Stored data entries
========================================================================

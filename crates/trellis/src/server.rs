//! HTTP server adapter
//!
//! Binds an [`Engine`] to axum: cache-control per response class, a static
//! file mount, a health check that bypasses dispatch, and the concrete
//! render/patch/not-found/error responders.

use std::path::PathBuf;
use std::sync::Arc;

use axum::extract::{Request, State};
use axum::http::{header, HeaderValue, Method, StatusCode};
use axum::response::{IntoResponse, Response};
use axum::Router;
use maud::Markup;
use serde::{Deserialize, Serialize};
use thiserror::Error;
use tower::ServiceBuilder;
use tower_http::services::ServeDir;
use tower_http::set_header::SetResponseHeaderLayer;
use tracing::{error, info};
use trellis_router::clean_path;

use crate::config::Config;
use crate::contracts::{NotFoundContext, RouteHandler};
use crate::engine::{internal_error_response, Engine, EngineConfig, EngineError, NotFoundPredicate};
use crate::patch::PatchElements;
use crate::request_context::RequestContext;

pub const DEFAULT_CACHE_POLICY: &str = "public, max-age=3600, s-maxage=3600";
pub const DEFAULT_HEALTH_PATH: &str = "/healthz";
pub const DEFAULT_HEALTH_BODY: &str = "ok";
pub const DEFAULT_STATIC_PREFIX: &str = "/.trellis/";

const HTML_CONTENT_TYPE: &str = "text/html; charset=utf-8";
const TEXT_CONTENT_TYPE: &str = "text/plain; charset=utf-8";

/// Renders the not-found page, `None` for a bare 404
pub type NotFoundPage = Arc<dyn Fn(&NotFoundContext) -> Option<Markup> + Send + Sync>;

/// Receives the full error behind every 500 response
pub type ServerErrorLogger = Arc<dyn Fn(&RequestContext, &anyhow::Error) + Send + Sync>;

#[derive(Debug, Error)]
pub enum ServerError {
    #[error("invalid {class} cache policy {value:?}")]
    InvalidCachePolicy { class: &'static str, value: String },

    #[error(transparent)]
    Engine(#[from] EngineError),

    #[error("failed to serve on {addr}: {source}")]
    Io {
        addr: String,
        #[source]
        source: std::io::Error,
    },
}

// ============================================================================
// Settings
// ============================================================================

/// `Cache-Control` values per response class
///
/// Blank entries fall back to [`DEFAULT_CACHE_POLICY`], except
/// `live_navigation`, which falls back to `live`.
#[derive(Debug, Clone, PartialEq, Eq, Serialize, Deserialize)]
pub struct CachePolicies {
    #[serde(default = "default_cache_policy")]
    pub html: String,

    #[serde(default = "default_cache_policy")]
    pub live: String,

    #[serde(default)]
    pub live_navigation: String,

    #[serde(default = "default_cache_policy")]
    pub static_assets: String,

    #[serde(default = "default_cache_policy")]
    pub health: String,

    #[serde(default = "default_cache_policy")]
    pub error: String,
}

fn default_cache_policy() -> String {
    DEFAULT_CACHE_POLICY.to_string()
}

impl Default for CachePolicies {
    fn default() -> Self {
        Self {
            html: default_cache_policy(),
            live: default_cache_policy(),
            live_navigation: String::new(),
            static_assets: default_cache_policy(),
            health: default_cache_policy(),
            error: default_cache_policy(),
        }
    }
}

impl CachePolicies {
    /// Fills blank policies with their fallbacks
    pub fn normalized(mut self) -> Self {
        for policy in [
            &mut self.html,
            &mut self.live,
            &mut self.static_assets,
            &mut self.health,
            &mut self.error,
        ] {
            if policy.trim().is_empty() {
                *policy = default_cache_policy();
            }
        }
        if self.live_navigation.trim().is_empty() {
            self.live_navigation = self.live.clone();
        }
        self
    }
}

/// Static directory served under a URL prefix
#[derive(Debug, Clone, PartialEq, Eq)]
pub struct StaticMount {
    pub url_prefix: String,
    pub dir: PathBuf,
}

impl StaticMount {
    pub fn new(url_prefix: impl Into<String>, dir: impl Into<PathBuf>) -> Self {
        Self {
            url_prefix: url_prefix.into(),
            dir: dir.into(),
        }
    }

    /// Prefix with exactly one leading and one trailing `/`
    pub fn normalized_prefix(&self) -> String {
        let trimmed = self.url_prefix.trim().trim_matches('/');
        if trimmed.is_empty() {
            return DEFAULT_STATIC_PREFIX.to_string();
        }
        format!("/{}/", trimmed)
    }
}

fn normalize_health_path(path: &str) -> String {
    let path = path.trim();
    if path.is_empty() {
        return DEFAULT_HEALTH_PATH.to_string();
    }
    clean_path(path).into_owned()
}

fn normalize_health_body(body: &str) -> String {
    match body.trim() {
        "" => DEFAULT_HEALTH_BODY.to_string(),
        trimmed => trimmed.to_string(),
    }
}

/// Everything needed to build the HTTP router
pub struct HttpServerConfig<C> {
    pub app_context: C,
    pub handlers: Vec<Box<dyn RouteHandler<C>>>,
    pub is_not_found_error: Option<NotFoundPredicate>,
    pub not_found_page: Option<NotFoundPage>,
    pub log_server_error: Option<ServerErrorLogger>,
    pub cache_policies: CachePolicies,
    pub static_mount: Option<StaticMount>,
    pub health_path: String,
    pub health_body: String,
}

impl<C> HttpServerConfig<C> {
    pub fn new(app_context: C, handlers: Vec<Box<dyn RouteHandler<C>>>) -> Self {
        Self {
            app_context,
            handlers,
            is_not_found_error: None,
            not_found_page: None,
            log_server_error: None,
            cache_policies: CachePolicies::default(),
            static_mount: None,
            health_path: DEFAULT_HEALTH_PATH.to_string(),
            health_body: DEFAULT_HEALTH_BODY.to_string(),
        }
    }

    /// Applies the cache, static, and health sections of `trellis.toml`
    pub fn with_settings(mut self, config: &Config) -> Self {
        self.cache_policies = config.cache.clone();
        self.static_mount = config
            .static_files
            .enabled
            .then(|| StaticMount::new(&config.static_files.url_prefix, &config.static_files.dir));
        self.health_path = config.health.path.clone();
        self.health_body = config.health.body.clone();
        self
    }

    pub fn with_not_found_predicate<F>(mut self, predicate: F) -> Self
    where
        F: Fn(&anyhow::Error) -> bool + Send + Sync + 'static,
    {
        self.is_not_found_error = Some(Arc::new(predicate));
        self
    }

    pub fn with_not_found_page<F>(mut self, page: F) -> Self
    where
        F: Fn(&NotFoundContext) -> Option<Markup> + Send + Sync + 'static,
    {
        self.not_found_page = Some(Arc::new(page));
        self
    }

    pub fn with_error_logger<F>(mut self, log: F) -> Self
    where
        F: Fn(&RequestContext, &anyhow::Error) + Send + Sync + 'static,
    {
        self.log_server_error = Some(Arc::new(log));
        self
    }

    pub fn with_cache_policies(mut self, policies: CachePolicies) -> Self {
        self.cache_policies = policies;
        self
    }

    pub fn with_static_mount(mut self, mount: StaticMount) -> Self {
        self.static_mount = Some(mount);
        self
    }

    pub fn with_health(mut self, path: impl Into<String>, body: impl Into<String>) -> Self {
        self.health_path = path.into();
        self.health_body = body.into();
        self
    }
}

// ============================================================================
// Responders
// ============================================================================

struct HeaderPolicies {
    html: HeaderValue,
    live: HeaderValue,
    live_navigation: HeaderValue,
    static_assets: HeaderValue,
    health: HeaderValue,
    error: HeaderValue,
}

impl HeaderPolicies {
    fn parse(policies: &CachePolicies) -> Result<Self, ServerError> {
        let parse = |class: &'static str, value: &str| {
            HeaderValue::from_str(value).map_err(|_| ServerError::InvalidCachePolicy {
                class,
                value: value.to_string(),
            })
        };

        Ok(Self {
            html: parse("html", &policies.html)?,
            live: parse("live", &policies.live)?,
            live_navigation: parse("live navigation", &policies.live_navigation)?,
            static_assets: parse("static", &policies.static_assets)?,
            health: parse("health", &policies.health)?,
            error: parse("error", &policies.error)?,
        })
    }
}

struct Responders {
    policies: HeaderPolicies,
    not_found_page: Option<NotFoundPage>,
    log_server_error: Option<ServerErrorLogger>,
}

impl Responders {
    fn page(&self, page: Markup) -> Response {
        html_response(StatusCode::OK, page, &self.policies.html)
    }

    fn patch(&self, req: &RequestContext, selector_id: &str, fragment: Markup) -> Response {
        let policy = if req.is_live_navigation() {
            &self.policies.live_navigation
        } else {
            &self.policies.live
        };
        let mut response = PatchElements::new(selector_id, fragment).into_response();
        response.headers_mut().insert(header::CACHE_CONTROL, policy.clone());
        response
    }

    fn not_found(&self, context: &NotFoundContext) -> Response {
        let page = self.not_found_page.as_ref().and_then(|render| render(context));
        match page {
            Some(page) => html_response(StatusCode::NOT_FOUND, page, &self.policies.error),
            None => with_cache_control(StatusCode::NOT_FOUND.into_response(), &self.policies.error),
        }
    }

    fn bad_request(&self, message: &str) -> Response {
        with_cache_control(
            (StatusCode::BAD_REQUEST, message.to_string()).into_response(),
            &self.policies.error,
        )
    }

    fn server_error(&self, req: &RequestContext, err: anyhow::Error) -> Response {
        match &self.log_server_error {
            Some(log) => log(req, &err),
            None => error!(path = %req.path, error = ?err, "request failed"),
        }
        with_cache_control(internal_error_response(), &self.policies.error)
    }
}

fn with_cache_control(mut response: Response, policy: &HeaderValue) -> Response {
    response.headers_mut().insert(header::CACHE_CONTROL, policy.clone());
    response
}

fn html_response(status: StatusCode, page: Markup, policy: &HeaderValue) -> Response {
    let mut response = (status, page.into_string()).into_response();
    let headers = response.headers_mut();
    headers.insert(header::CONTENT_TYPE, HeaderValue::from_static(HTML_CONTENT_TYPE));
    headers.insert(header::CACHE_CONTROL, policy.clone());
    response
}

// ============================================================================
// Router
// ============================================================================

struct AppServer<C> {
    engine: Engine<C>,
    health_path: String,
    health_body: String,
    health_policy: HeaderValue,
}

/// Builds the axum router serving every registered route
pub fn router<C>(config: HttpServerConfig<C>) -> Result<Router, ServerError>
where
    C: Clone + Send + Sync + 'static,
{
    let policies = config.cache_policies.normalized();
    let responders = Arc::new(Responders {
        policies: HeaderPolicies::parse(&policies)?,
        not_found_page: config.not_found_page,
        log_server_error: config.log_server_error,
    });
    let health_policy = responders.policies.health.clone();
    let static_policy = responders.policies.static_assets.clone();

    let mut engine_config = EngineConfig::new(config.app_context, config.handlers)
        .with_render_page({
            let responders = Arc::clone(&responders);
            move |_req, page| Ok(responders.page(page))
        })
        .with_patch_live({
            let responders = Arc::clone(&responders);
            move |req, selector_id, fragment| Ok(responders.patch(req, selector_id, fragment))
        })
        .with_not_found({
            let responders = Arc::clone(&responders);
            move |_req, context| responders.not_found(&context)
        })
        .with_bad_request({
            let responders = Arc::clone(&responders);
            move |_req, message| responders.bad_request(message)
        })
        .with_server_error({
            let responders = Arc::clone(&responders);
            move |req, err| responders.server_error(req, err)
        });
    engine_config.is_not_found = config.is_not_found_error;

    let engine = Engine::new(engine_config)?;
    info!(routes = engine.patterns().len(), "trellis routes registered");

    let server = Arc::new(AppServer {
        engine,
        health_path: normalize_health_path(&config.health_path),
        health_body: normalize_health_body(&config.health_body),
        health_policy,
    });

    let mut app = Router::new();
    if let Some(mount) = config.static_mount {
        let prefix = mount.normalized_prefix();
        info!(prefix = %prefix, dir = %mount.dir.display(), "mounting static files");
        let service = ServiceBuilder::new()
            .layer(SetResponseHeaderLayer::overriding(header::CACHE_CONTROL, static_policy))
            .service(ServeDir::new(&mount.dir));
        app = app.nest_service(prefix.trim_end_matches('/'), service);
    }

    Ok(app.fallback(handle_request::<C>).with_state(server))
}

async fn handle_request<C>(State(server): State<Arc<AppServer<C>>>, request: Request) -> Response
where
    C: Clone + Send + Sync + 'static,
{
    let (parts, _body) = request.into_parts();
    let req = RequestContext::from_parts(&parts);

    if req.path == server.health_path {
        let mut response = (StatusCode::OK, server.health_body.clone()).into_response();
        let headers = response.headers_mut();
        headers.insert(header::CONTENT_TYPE, HeaderValue::from_static(TEXT_CONTENT_TYPE));
        headers.insert(header::CACHE_CONTROL, server.health_policy.clone());
        return response;
    }

    if req.method != Method::GET && req.method != Method::HEAD {
        let mut response = StatusCode::METHOD_NOT_ALLOWED.into_response();
        response
            .headers_mut()
            .insert(header::ALLOW, HeaderValue::from_static("GET, HEAD"));
        return response;
    }

    server.engine.serve(&req).await
}

/// Binds `addr` and serves `app` until the process stops
pub async fn serve(addr: &str, app: Router) -> Result<(), ServerError> {
    let io_error = |source| ServerError::Io {
        addr: addr.to_string(),
        source,
    };

    let listener = tokio::net::TcpListener::bind(addr).await.map_err(io_error)?;
    info!("trellis listening on http://{}", addr);
    axum::serve(listener, app).await.map_err(io_error)
}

========================================================================

» AIM OF THE EXERCISE
Repeat exactly the lines from the first line of the records above through the line containing "const TEXT_CONTENT_TYPE: &str", both included, and nothing else.

» EXERCISE OUTPUT
filename crates/trellis/src/server.rs
//! HTTP server adapter
//!
//! Binds an [`Engine`] to axum: cache-control per response class, a static
//! file mount, a health check that bypasses dispatch, and the concrete
//! render/patch/not-found/error responders.

use std::path::PathBuf;
use std::sync::Arc;

use axum::extract::{Request, State};
use axum::http::{header, HeaderValue, Method, StatusCode};
use axum::response::{IntoResponse, Response};
use axum::Router;
use maud::Markup;
use serde::{Deserialize, Serialize};
use thiserror::Error;
use tower::ServiceBuilder;
use tower_http::services::ServeDir;
use tower_http::set_header::SetResponseHeaderLayer;
use tracing::{error, info};
use trellis_router::clean_path;

use crate::config::Config;
use crate::contracts::{NotFoundContext, RouteHandler};
use crate::engine::{internal_error_response, Engine, EngineConfig, EngineError, NotFoundPredicate};
use crate::patch::PatchElements;
use crate::request_context::RequestContext;

pub const DEFAULT_CACHE_POLICY: &str = "public, max-age=3600, s-maxage=3600";
pub const DEFAULT_HEALTH_PATH: &str = "/healthz";
pub const DEFAULT_HEALTH_BODY: &str = "ok";
pub const DEFAULT_STATIC_PREFIX: &str = "/.trellis/";

const HTML_CONTENT_TYPE: &str = "text/html; charset=utf-8";
const TEXT_CONTENT_TYPE: &str = "text/plain; charset=utf-8";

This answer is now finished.